Sin embargo, probablemente no sea una declaración sobre la naturaleza de la historia el objetivo del director (aunque estos motivos también estaban en su debut «Notas sobre lo visible», una película exigente con los espectadores). Es una persona inteligente y rimó simpáticamente el funeral de estado de Reagan con el funeral cerrado de la bisabuela del héroe, pero realmente le interesa algo más. Quizás, la melancolía de la pérdida. «La Catedral» es una rara película de madurez que está dedicada principalmente no a las adquisiciones, sino a las pérdidas. No se trata de que Jesse crezca, lea a Chéjov, aprenda a filmar e incluso ingrese a la universidad, sino de lo que nunca podrá recuperar. A la abuela, a la familia completa, a la despreocupación, a la integridad. D'Ambrosse discute aquí con la tradición de las novelas de formación: la madurez resulta no ser un proceso de formación de la persona, sino al contrario, un proceso de su desintegración.
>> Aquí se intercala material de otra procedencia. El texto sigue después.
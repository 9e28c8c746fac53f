//! The bounded on/off timing pattern a status LED replays.

use heapless::Vec;

use crate::duty_cycle::{Polarity, duty_cycle};
use crate::error::{Error, Result};

/// Most phases a [`FlashPattern`] may hold.
pub const MAX_PATTERN_PHASES: usize = 255;

/// An ordered sequence of phase durations in milliseconds.
///
/// Even indices (0, 2, 4, ...) are ON phases, odd indices are OFF phases.
/// Playback starts at phase 0 and repeats the whole pattern until the LED
/// is turned off or given a new pattern.
#[derive(Clone, Debug, Default, PartialEq, Eq)]
pub struct FlashPattern(Vec<u16, MAX_PATTERN_PHASES>);

impl FlashPattern {
    /// Copies `phases` into a new pattern.
    ///
    /// # Errors
    ///
    /// Returns [`Error::PatternOverflow`] if `phases` holds more than
    /// [`MAX_PATTERN_PHASES`] entries.
    pub fn from_slice(phases: &[u16]) -> Result<Self> {
        let inner = Vec::from_slice(phases).map_err(|()| Error::PatternOverflow)?;
        Ok(Self(inner))
    }

    /// Number of phases in the pattern.
    #[must_use]
    pub fn len(&self) -> usize {
        self.0.len()
    }

    /// `true` if there is nothing to play.
    #[must_use]
    pub fn is_empty(&self) -> bool {
        self.0.is_empty()
    }

    /// The phase durations, in milliseconds.
    #[must_use]
    pub fn phases(&self) -> &[u16] {
        &self.0
    }

    /// Duration of phase `index` in milliseconds, if it exists.
    #[must_use]
    pub fn phase_millis(&self, index: usize) -> Option<u16> {
        self.0.get(index).copied()
    }

    /// How long playback waits in phase `index`, in milliseconds.
    ///
    /// A zero-length phase is stretched to one millisecond so that a
    /// pattern of zero phases cannot monopolize the executor with
    /// back-to-back wakeups. Sub-millisecond phases are outside the
    /// timing contract anyway.
    #[must_use]
    pub fn phase_wait_millis(&self, index: usize) -> u16 {
        self.phase_millis(index).unwrap_or(0).max(1)
    }

    /// Whether phase `index` is an ON phase (even indices are ON).
    #[must_use]
    pub const fn phase_is_on(index: usize) -> bool {
        index % 2 == 0
    }

    /// Logical brightness for phase `index`: `brightness` for ON phases,
    /// zero for OFF phases.
    #[must_use]
    pub const fn phase_brightness(index: usize, brightness: u8) -> u8 {
        if Self::phase_is_on(index) { brightness } else { 0 }
    }

    /// Physical duty value to write for phase `index`.
    #[must_use]
    pub const fn phase_duty(index: usize, brightness: u8, polarity: Polarity) -> u8 {
        duty_cycle(Self::phase_brightness(index, brightness), polarity)
    }

    /// The phase that follows `index`, wrapping back to phase 0 after the
    /// last one. The pattern repeats indefinitely.
    #[must_use]
    pub fn next_phase(&self, index: usize) -> usize {
        let next = index.wrapping_add(1);
        if next >= self.0.len() { 0 } else { next }
    }
}
use std::{env, fs, path::PathBuf};

fn main() {
    // Handle memory.x based on target
    let target = env::var("TARGET").unwrap_or_default();
    let out_dir = PathBuf::from(env::var("OUT_DIR").expect("OUT_DIR is set by cargo"));

    if target.starts_with("thumbv6m") {
        // Pico 1: copy memory-pico1.x to OUT_DIR as memory.x
        let memory_x = fs::read_to_string("memory-pico1.x").expect("Failed to read memory-pico1.x");
        let dest = out_dir.join("memory.x");
        fs::write(&dest, memory_x).expect("Failed to write memory.x");
        println!("cargo:rustc-link-search={}", out_dir.display());
        println!("cargo:rerun-if-changed=memory-pico1.x");
    } else if target.starts_with("thumbv8m") {
        // Pico 2 ARM: copy memory-pico2.x to OUT_DIR as memory.x
        let memory_x = fs::read_to_string("memory-pico2.x").expect("Failed to read memory-pico2.x");
        let dest = out_dir.join("memory.x");
        fs::write(&dest, memory_x).expect("Failed to write memory.x");
        println!("cargo:rustc-link-search={}", out_dir.display());
        println!("cargo:rerun-if-changed=memory-pico2.x");
    }
}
La conciencia integral y primitiva del niño se desintegra en roles sociales, puntos de vista políticos, secretos, acertijos, preguntas, la necesidad de elegir, conciencia, deseos, pasiones y conciencia moral. La unidad condicional de la primera parte de la película es reemplazada por el ajetreo ecléctico de la segunda: el ataúd de Reagan, la escuela, el 11 de septiembre, la universidad, los libros, los recuerdos, la aparición de la impresión digital, tenedores, sándwiches, el padre, la madre, el abuelo, la nueva esposa del padre, el nuevo marido de la madre. Tras la desintegración de la familia extendida en la primera mitad de la película, en la segunda también se desintegra la nuclear. Todo esto, además, se intercala con retratos de los personajes, planos estáticos de rostros tristes sobre un fondo amarillo. Los fragmentos de la vida y la personalidad se alejan cada vez más unos de otros y tienen cada vez menos potencial para volver a unirse.

Cerca del comienzo de la película, el pequeño Jesse observa la refracción de la luz en una ventana con forma de rejilla o de paso de peatones, y una parte significativa de la película se basa en la ambivalencia de este símbolo, en la consonancia de inevitabilidad y posibilidad. En el final, el héroe mira la luz y la sombra ya en forma de cruz. ¿Qué significa esta cruz? ¿Posibilidad o inevitabilidad? ¿Fin de las esperanzas, muerte, resurrección, perdón? Quizás sea simplemente uno de los objetos materiales más importantes en la historia del mundo occidental, y ¿con qué más terminar una película sobre la historia de las cosas en la vida individual, sino con él? En realidad, una cosa está clara: si el director continúa en la misma línea, no se le puede poner una cruz. Ante nuestros ojos, el cine independiente encuentra su voz.